Para aumentar ainda mais a resiliência, o UNICEF e os parceiros estão apoiando crianças com deficiência, fornecendo assistência psicossocial, substituindo seus dispositivos de assistência e conduzindo programas de reabilitação baseados na comunidade. Mil crianças já se beneficiaram dessas intervenções, mas ainda há muito trabalho a ser feito para integrar totalmente as crianças com deficiência na recuperação de desastres.


Os ciclones, as inundações e a seca comprometeram as infraestruturas de água e saneamento e causaram doenças diarréicas, como a cólera, às quais as crianças são particularmente vulneráveis. O UNICEF e os seus parceiros conseguiram conter os surtos de cólera após os dois ciclones, vacinando mais de um milhão de pessoas e restaurando rapidamente vários sistemas de água urbanos, incluindo o da Beira, abastecendo 580.000 pessoas. A reabilitação realizada de 507 fontes de água contaminadas e a construção de 80 novas fontes, os esforços para monitorar melhor a clorificação da água potável, a distribuição de 648.000 garrafas de produtos químicos domésticos para tratamento de água, bem como a construção de latrinas para 185.000 pessoas, ajudarão a proteger a população de futuros surtos de cólera e outras doenças transmitidas pela água.
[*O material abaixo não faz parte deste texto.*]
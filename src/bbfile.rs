//! Reader for the per-thread `.bb` profiles
use anyhow::{Context, bail};
use serde::{Deserialize, Serialize};
use std::{collections::BTreeMap, path::Path};

/// Slice boundary: an instruction address and how often its block had executed
#[derive(Debug, Clone, PartialEq, Eq, Serialize, Deserialize)]
pub struct Marker {
    pub addr: u64,
    pub count: u64,
    /// (image name, image low address), None for raw or `no_image` markers
    pub image: Option<(String, u64)>,
}

#[derive(Debug, Clone, Default, Serialize, Deserialize)]
pub struct BbSlice {
    /// cumulative instruction count at the end of the slice
    pub end_instruction: u64,
    /// (block id, instructions executed in the block during the slice)
    pub blocks: Vec<(u32, u64)>,
    /// (reuse distance bucket, count)
    pub ldv: Vec<(u32, u64)>,
    pub end_marker: Option<Marker>,
}

#[derive(Debug, Clone, PartialEq, Eq, Serialize, Deserialize)]
pub struct BbBlockSummary {
    pub id: u32,
    pub start: u64,
    pub end: u64,
    pub static_instructions: u64,
    pub block_count: u64,
    pub size: u64,
    /// (previous block id, count), empty unless previous block counts are emitted
    pub predecessors: Vec<(u32, u64)>,
}

#[derive(Debug, Clone, Default, Serialize, Deserialize)]
pub struct BbProfile {
    pub tid: Option<u32>,
    pub command: Option<String>,
    /// G: records, (name, low address)
    pub images: Vec<(String, u64)>,
    pub start_marker: Option<Marker>,
    pub slices: Vec<BbSlice>,
    pub dynamic_instruction_count: Option<u64>,
    pub slice_size: Option<u64>,
    pub blocks: Vec<BbBlockSummary>,
    /// `End of bb` was seen
    pub complete: bool,
}

fn parse_hex(s: &str) -> anyhow::Result<u64> {
    let digits = s.strip_prefix("0x").unwrap_or(s);
    u64::from_str_radix(digits, 16).with_context(|| format!("Invalid hex number {:?}", s))
}

/// `:a:b :c:d ` after the leading `T`
fn parse_pairs(s: &str) -> anyhow::Result<Vec<(u32, u64)>> {
    let mut pairs = vec![];
    for token in s.split_whitespace() {
        let Some((key, value)) = token.strip_prefix(':').and_then(|t| t.split_once(':')) else {
            bail!("Invalid pair {:?}", token);
        };
        pairs.push((key.parse()?, value.parse()?));
    }
    Ok(pairs)
}

fn parse_marker(line: &str) -> anyhow::Result<Marker> {
    let tokens: Vec<&str> = line.split_whitespace().collect();
    if tokens.len() < 3 {
        bail!("Truncated marker {:?}", line);
    }
    let addr = parse_hex(tokens[1])?;
    let count = tokens[2].parse()?;
    let image = if tokens[0] == "S:" {
        // S: addr count name... low + offset
        if tokens.len() < 7 || tokens[tokens.len() - 2] != "+" {
            bail!("Invalid symbolic marker {:?}", line);
        }
        let name = tokens[3..tokens.len() - 3].join(" ");
        Some((name, parse_hex(tokens[tokens.len() - 3])?))
    } else {
        None
    };
    Ok(Marker { addr, count, image })
}

fn parse_block_summary(line: &str) -> anyhow::Result<BbBlockSummary> {
    // Block id: 3 0x100:0x10c static instructions: 4 block count: 10 block size: 16 [previous-block counts: ( 0:1 2:9 )]
    let tokens: Vec<&str> = line.split_whitespace().collect();
    if tokens.len() < 13 {
        bail!("Truncated block summary {:?}", line);
    }
    let Some((start, end)) = tokens[3].split_once(':') else {
        bail!("Invalid block range {:?}", tokens[3]);
    };
    let mut predecessors = vec![];
    if tokens.len() > 13 {
        for token in &tokens[13..] {
            if let Some((prev, count)) = token.split_once(':') {
                if prev.chars().all(|c| c.is_ascii_digit()) {
                    predecessors.push((prev.parse()?, count.parse()?));
                }
            }
        }
    }
    Ok(BbBlockSummary {
        id: tokens[2].parse()?,
        start: parse_hex(start)?,
        end: parse_hex(end)?,
        static_instructions: tokens[6].parse()?,
        block_count: tokens[9].parse()?,
        size: tokens[12].parse()?,
        predecessors,
    })
}

impl BbProfile {
    pub fn read<P: AsRef<Path>>(path: P) -> anyhow::Result<Self> {
        let content = std::fs::read_to_string(path.as_ref())
            .with_context(|| format!("Failed to read {}", path.as_ref().display()))?;
        Self::parse(&content).with_context(|| format!("Failed to parse {}", path.as_ref().display()))
    }

    pub fn parse(content: &str) -> anyhow::Result<Self> {
        let mut profile = BbProfile::default();
        // T lines seen since the last "# Slice ending" line
        let mut t_lines = 0;
        for (line_num, line) in content.lines().enumerate() {
            profile
                .parse_line(line, &mut t_lines)
                .with_context(|| format!("Line {}: {:?}", line_num + 1, line))?;
        }
        Ok(profile)
    }

    fn parse_line(&mut self, line: &str, t_lines: &mut usize) -> anyhow::Result<()> {
        if let Some(rest) = line.strip_prefix("P: ") {
            self.tid = Some(rest.trim().parse()?);
        } else if let Some(rest) = line.strip_prefix("C: ") {
            let rest = rest.strip_prefix("sum:dummy Command:").unwrap_or(rest);
            self.command = Some(rest.to_string());
        } else if let Some(rest) = line.strip_prefix("G: ") {
            let Some((name, low)) = rest.rsplit_once(" LowAddress: ") else {
                bail!("Invalid image record");
            };
            self.images.push((name.to_string(), parse_hex(low.trim())?));
        } else if line.starts_with("S: ") || line.starts_with("M: ") {
            let marker = parse_marker(line)?;
            match self.slices.last_mut() {
                Some(slice) => slice.end_marker = Some(marker),
                None => self.start_marker = Some(marker),
            }
        } else if let Some(rest) = line.strip_prefix("# Slice ending at ") {
            self.slices.push(BbSlice {
                end_instruction: rest.trim().parse()?,
                ..Default::default()
            });
            *t_lines = 0;
        } else if let Some(rest) = line.strip_prefix('T') {
            let Some(slice) = self.slices.last_mut() else {
                bail!("Slice vector before any slice");
            };
            match *t_lines {
                0 => slice.blocks = parse_pairs(rest)?,
                1 => slice.ldv = parse_pairs(rest)?,
                _ => bail!("Too many slice vectors"),
            }
            *t_lines += 1;
        } else if let Some(rest) = line.strip_prefix("Dynamic instruction count ") {
            self.dynamic_instruction_count = Some(rest.trim().parse()?);
        } else if let Some(rest) = line.strip_prefix("SliceSize: ") {
            self.slice_size = Some(rest.trim().parse()?);
        } else if line.starts_with("Block id: ") {
            self.blocks.push(parse_block_summary(line)?);
        } else if line == "End of bb" {
            self.complete = true;
        }
        Ok(())
    }

    /// Instructions per block id, summed over all slices
    pub fn block_totals(&self) -> BTreeMap<u32, u64> {
        let mut totals = BTreeMap::new();
        for slice in &self.slices {
            for (id, count) in &slice.blocks {
                *totals.entry(*id).or_insert(0) += count;
            }
        }
        totals
    }

    /// Instructions covered by the emitted slice vectors
    pub fn total_instructions(&self) -> u64 {
        self.block_totals().values().sum()
    }
}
O UNICEF também estabeleceu infraestruturas de Água, Saneamento e Higiene para mais de 61.000 pessoas em 34 locais de reassentamento.


Foto: Estacio Valoi

Enquanto o UNICEF e os parceiros garantiram que a educação primária continuasse em espaços temporários de aprendizagem após os ciclones, o foco actualmente está na reabilitação de edifícios escolares. Em uma abordagem conhecida como “Construindo Melhor e de Maneira Resiliente”, o UNICEF e os parceiros garantirão que as escolas e outras infraestruturas danificadas, como os centros de saúde, estejam sendo reabilitados de forma que não colapsem novamente na próxima inundação e que seus telhados não voem para longe imediatamente quando o próximo ciclone atingir.
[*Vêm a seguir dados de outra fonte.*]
use crate::{ExactTracker, LogBucketTracker};
use anyhow::bail;
use serde::{Deserialize, Serialize};
use std::{fmt, io::Write, str::FromStr};

/// Accesses within one 64-byte line collapse to one stream position
pub const LINE_MASK: u64 = !63;

/// Highest histogram bucket, larger distances are clamped into it
pub const MAX_BUCKET: u32 = 30;

/// Computes LRU stack distances of a reference stream
pub trait ReuseDistanceTracker: Send {
    /// Records a reference to `addr` and returns the log2 bucket of its stack
    /// distance (see [`distance_bucket`]), or `None` on the first reference.
    fn reference(&mut self, addr: u64) -> Option<u32>;
}

/// Bucket of a stack distance: 0 for distance 0, otherwise `floor(log2(d)) + 1`,
/// so that bucket `b > 0` covers distances `[2^(b-1), 2^b)`.
pub fn distance_bucket(distance: u64) -> u32 {
    if distance == 0 {
        0
    } else {
        distance.ilog2() + 1
    }
}

/// Which reuse distance tracker feeds the LDV (LRU stack distance vector)
#[derive(Debug, Clone, Copy, Default, Serialize, Deserialize, PartialEq, Eq)]
#[serde(rename_all = "lowercase")]
pub enum LdvMode {
    /// no reuse distance collection
    #[default]
    None,
    /// logarithmic buckets with random replacement
    #[serde(alias = "approximate")]
    Approx,
    /// order statistics over last access times
    Exact,
}

impl LdvMode {
    pub fn new_tracker(&self) -> Option<Box<dyn ReuseDistanceTracker>> {
        match self {
            LdvMode::None => None,
            LdvMode::Approx => Some(Box::new(LogBucketTracker::new())),
            LdvMode::Exact => Some(Box::new(ExactTracker::new())),
        }
    }
}

impl FromStr for LdvMode {
    type Err = anyhow::Error;

    fn from_str(s: &str) -> anyhow::Result<Self> {
        match s {
            "none" => Ok(LdvMode::None),
            "approx" | "approximate" => Ok(LdvMode::Approx),
            "exact" => Ok(LdvMode::Exact),
            other => bail!("Invalid ldv type: {}", other),
        }
    }
}

impl fmt::Display for LdvMode {
    fn fmt(&self, f: &mut fmt::Formatter<'_>) -> fmt::Result {
        match self {
            LdvMode::None => write!(f, "none"),
            LdvMode::Approx => write!(f, "approx"),
            LdvMode::Exact => write!(f, "exact"),
        }
    }
}

/// Per-slice histogram of reuse distance buckets
pub struct ReuseHistogram {
    tracker: Box<dyn ReuseDistanceTracker>,
    counts: [u64; MAX_BUCKET as usize + 1],
}

impl ReuseHistogram {
    pub fn new(tracker: Box<dyn ReuseDistanceTracker>) -> Self {
        Self {
            tracker,
            counts: [0; MAX_BUCKET as usize + 1],
        }
    }

    pub fn access(&mut self, addr: u64) {
        // cold references count as infinitely far
        let bucket = self
            .tracker
            .reference(addr & LINE_MASK)
            .unwrap_or(MAX_BUCKET)
            .min(MAX_BUCKET);
        self.counts[bucket as usize] += 1;
    }

    #[cfg(test)]
    fn counts(&self) -> &[u64] {
        &self.counts
    }

    /// Writes the nonzero buckets as `:bucket:count ` pairs and clears them
    pub fn emit<W: Write>(&mut self, out: &mut W) -> anyhow::Result<()> {
        for (bucket, count) in self.counts.iter_mut().enumerate() {
            if *count != 0 {
                write!(out, ":{}:{} ", bucket, count)?;
            }
            *count = 0;
        }
        Ok(())
    }
}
Graças aos seus doadores públicos, privados e individuais, o UNICEF, sob a liderança efectiva do Governo de Moçambique e em estreita colaboração com organizações da sociedade civil, conseguiu realizar uma resposta massiva aos ciclones e salvar as vidas de milhares de crianças. No entanto, serão necessários mais recursos para o trabalho de recuperação em curso - e maiores medidas de mitigação por poluidores e adaptação nos países em desenvolvimento - para proteger as crianças de calamidades naturais no futuro.